On Monday the Royal Canadian Mint will stop distributing the one-cent coin to banks throughout the country. While pennies will still remain legal currency, many businesses will no longer be accepting or dispensing them.
But when Crouse asked administration on Monday what the city was doing about the penny, he got the feeling he caught staff unprepared.
“I think people maybe jumped to the conclusion it’s just pennies,” said Crouse. “It’s simple. It’s simple until the person at the front desk has to administer a fee. Perhaps it was just viewed as being petty but for my part it’s attention to detail. I’m expecting there would be an announcement.”

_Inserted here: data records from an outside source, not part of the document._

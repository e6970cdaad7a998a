//! CLI command implementations.

pub mod dispatch;
pub mod webhooks;

use anyhow::{Context, Result};
use clap::ValueEnum;
use hookline_config::{parse_integration_config, pattern_warnings};
use hookline_core::git::EventType;
use hookline_core::integration::IntegrationConfig;
use hookline_dispatcher::filter_jobs;
use std::path::Path;

/// Events that select jobs.
#[derive(Debug, Clone, Copy, PartialEq, Eq, ValueEnum)]
pub enum EventKind {
    Push,
    PullRequest,
}

impl From<EventKind> for EventType {
    fn from(kind: EventKind) -> Self {
        match kind {
            EventKind::Push => EventType::Push,
            EventKind::PullRequest => EventType::PullRequest,
        }
    }
}

pub fn load_config(path: &Path) -> Result<IntegrationConfig> {
    let content = std::fs::read_to_string(path)
        .with_context(|| format!("failed to read {}", path.display()))?;
    parse_integration_config(&content)
        .with_context(|| format!("invalid integration config {}", path.display()))
}

pub fn validate(path: &Path) -> Result<()> {
    let config = load_config(path)?;

    for warning in pattern_warnings(&config) {
        println!("warning: {}", warning);
    }
    println!(
        "Configuration is valid: {}/{} ({} pre-submit, {} post-submit jobs)",
        config.namespace,
        config.name,
        config.jobs.pre_submit.len(),
        config.jobs.post_submit.len()
    );
    Ok(())
}

pub fn filter(path: &Path, event: EventKind, git_ref: &str) -> Result<()> {
    let config = load_config(path)?;
    let pool = match event {
        EventKind::Push => &config.jobs.post_submit,
        EventKind::PullRequest => &config.jobs.pre_submit,
    };

    let selected = filter_jobs(pool, event.into(), git_ref);
    if selected.is_empty() {
        println!("No jobs selected");
        return Ok(());
    }
    for job in &selected {
        println!("{}", job.name());
    }
    Ok(())
}
//! Error types for Hookline.

use thiserror::Error;

#[derive(Debug, Error)]
pub enum Error {
    /// Webhook signature or token did not match the configured secret.
    #[error("authentication failed: {0}")]
    Authentication(String),

    #[error("configuration error: {0}")]
    Configuration(String),

    #[error("invalid input: {0}")]
    InvalidInput(String),

    /// Outbound call to the git provider failed.
    #[error("transport error: {0}")]
    Transport(String),

    /// The sink already holds a job with the same name.
    #[error("conflict: {0}")]
    Conflict(String),

    #[error("sink rejected job: {0}")]
    Sink(String),

    #[error("internal error: {0}")]
    Internal(String),
}

pub type Result<T> = std::result::Result<T, Error>;
//! Kubernetes job sink.

use async_trait::async_trait;
use hookline_core::run::{GROUP, IntegrationJob, KIND, VERSION};
use hookline_core::{Error, JobSink, Result};
use kube::Client;
use kube::api::{Api, ApiResource, DynamicObject, GroupVersionKind, PostParams};
use tracing::info;

/// Creates `IntegrationJob` custom resources through the Kubernetes API.
///
/// The resource definition and the controller that runs the jobs are
/// installed separately.
pub struct KubernetesSink {
    client: Client,
    resource: ApiResource,
}

impl KubernetesSink {
    /// Connect using the ambient kubeconfig or in-cluster service account.
    pub async fn new() -> Result<Self> {
        let client = Client::try_default()
            .await
            .map_err(|e| Error::Sink(format!("failed to connect to Kubernetes: {}", e)))?;
        Ok(Self::with_client(client))
    }

    pub fn with_client(client: Client) -> Self {
        Self {
            client,
            resource: integration_job_resource(),
        }
    }
}

fn integration_job_resource() -> ApiResource {
    ApiResource::from_gvk(&GroupVersionKind::gvk(GROUP, VERSION, KIND))
}

/// Custom resource body for `job`.
pub fn to_dynamic_object(job: &IntegrationJob, resource: &ApiResource) -> Result<DynamicObject> {
    let spec = serde_json::to_value(&job.spec)
        .map_err(|e| Error::Internal(format!("failed to encode job spec: {}", e)))?;

    let mut object = DynamicObject::new(&job.metadata.name, resource)
        .within(&job.metadata.namespace)
        .data(serde_json::json!({ "spec": spec }));
    object.metadata.labels = Some(job.metadata.labels.clone());
    Ok(object)
}

fn map_kube_error(job: &IntegrationJob, err: kube::Error) -> Error {
    match err {
        kube::Error::Api(resp) if resp.code == 409 => Error::Conflict(format!(
            "integration job {}/{} already exists",
            job.metadata.namespace, job.metadata.name
        )),
        other => Error::Sink(other.to_string()),
    }
}

#[async_trait]
impl JobSink for KubernetesSink {
    fn name(&self) -> &'static str {
        "kubernetes"
    }

    async fn create(&self, job: &IntegrationJob) -> Result<()> {
        let object = to_dynamic_object(job, &self.resource)?;
        let api: Api<DynamicObject> =
            Api::namespaced_with(self.client.clone(), &job.metadata.namespace, &self.resource);

        api.create(&PostParams::default(), &object)
            .await
            .map_err(|e| map_kube_error(job, e))?;

        info!(
            namespace = %job.metadata.namespace,
            name = %job.metadata.name,
            "Created IntegrationJob resource"
        );
        Ok(())
    }
}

On Thursday, chief financial officer Anita Ho said the city would follow the guidelines issued by the Government of Canada. Specifically, the city will still accept payments of one-cent increments in electronic transactions, such as debit card, credit card or electronic transfer, but any cash transactions will now be rounded to the nearest nickel.
“Cash transactions will be rounded to the nearest five-cent increment. Everything else will be the same,” Ho said.
It has been more than a year since Finance Minister Jim Flaherty proposed stopping production of the penny to save the federal government money. The one-cent coins cost 1.6 cents each to produce. The move saves the government approximately $11 million.
Crouse said he conducted a little research before Monday’s meeting and found that Red Deer and Lloydminster had changed their policies as well.
“The penny is gone,” he said. “Let’s round it off to the nickel and get on with it.”
It’s not just utility bills and garbage tags the city has to worry about when it comes to cash transactions. The concessions at Akinsdale Arena and Fountain Park Recreation Centre, as well as the Starbucks at Servus Credit Union Place, are all city-operated, so their prices need to be adjusted. So too do different fees and charges issued by the city for everything from equipment rental at Servus Place to different kinds of permits and municipal services.
While the amount customers pay in cash will change, the actual charge won’t. For those paying in cash, they will pay two-cents more or two-cents less than the actual product costs. Crouse expects those charges will be changed during next year’s budget cycle.